TASK PROMPT
Output each line from the one that contains "the highest declared)" to the final line of the data below, exactly, and include nothing else.

Collected data
______________________________
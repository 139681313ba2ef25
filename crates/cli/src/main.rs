//! `epgen`: generates entry-point tables from a registry and a driver profile.

mod cli;
mod run;

use clap::Parser;

use crate::cli::Cli;

fn main() -> anyhow::Result<()> {
	let cli = Cli::parse();
	setup_tracing(cli.verbose);
	let mut stdout = std::io::stdout().lock();
	run::run(cli.command, &mut stdout)
}

fn setup_tracing(verbose: bool) {
	use tracing_subscriber::EnvFilter;

	let filter = EnvFilter::try_from_default_env().unwrap_or_else(|_| {
		if verbose {
			EnvFilter::new("epgen_entrypoints=trace,debug")
		} else {
			EnvFilter::new("warn")
		}
	});
	tracing_subscriber::fmt()
		.with_env_filter(filter)
		.with_writer(std::io::stderr)
		.init();
}
use std::path::PathBuf;

use clap::{Args, Parser, Subcommand};

#[derive(Parser, Debug)]
#[command(name = "epgen")]
#[command(about = "Entry-point lookup and dispatch table generator")]
#[command(version)]
/// Command-line arguments.
pub struct Cli {
	/// Verbose logging (overridden by RUST_LOG)
	#[arg(short, long, global = true)]
	pub verbose: bool,

	/// Subcommand to execute.
	#[command(subcommand)]
	pub command: Command,
}

/// Documents every subcommand reads.
#[derive(Args, Debug, Clone)]
pub struct Inputs {
	/// Registry document; repeat to append further documents in order
	#[arg(long, short = 'r', value_name = "PATH", required = true)]
	pub registry: Vec<PathBuf>,

	/// Driver profile
	#[arg(long, short = 'p', value_name = "PATH")]
	pub profile: PathBuf,
}

/// Available subcommands.
#[derive(Subcommand, Debug)]
pub enum Command {
	/// Generate the tables and write them as a blob
	Generate {
		#[command(flatten)]
		inputs: Inputs,

		/// Output path (defaults to <prefix>_entrypoints.bin)
		#[arg(long, short = 'o', value_name = "PATH")]
		out: Option<PathBuf>,

		/// Guard symbol defined for the target build
		#[arg(long = "define", short = 'D', value_name = "SYMBOL")]
		defines: Vec<String>,
	},
	/// Resolve names to ids and report whether they are enabled
	Lookup {
		#[command(flatten)]
		inputs: Inputs,

		/// Requested API version (defaults to the highest declared)
		#[arg(long, value_name = "VERSION")]
		version: Option<String>,

		/// Condition atom that holds on the target device
		#[arg(long = "condition", short = 'c', value_name = "ATOM")]
		conditions: Vec<String>,

		/// Query in capability mode, before a device exists
		#[arg(long)]
		no_device: bool,

		/// Entry point names
		#[arg(required = true)]
		names: Vec<String>,
	},
	/// Print hash table statistics
	Stats {
		#[command(flatten)]
		inputs: Inputs,
	},
}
______________________________
OUTPUT
		/// Requested API version (defaults to the highest declared)
		#[arg(long, value_name = "VERSION")]
		version: Option<String>,

		/// Condition atom that holds on the target device
		#[arg(long = "condition", short = 'c', value_name = "ATOM")]
		conditions: Vec<String>,

		/// Query in capability mode, before a device exists
		#[arg(long)]
		no_device: bool,

		/// Entry point names
		#[arg(required = true)]
		names: Vec<String>,
	},
	/// Print hash table statistics
	Stats {
		#[command(flatten)]
		inputs: Inputs,
	},
}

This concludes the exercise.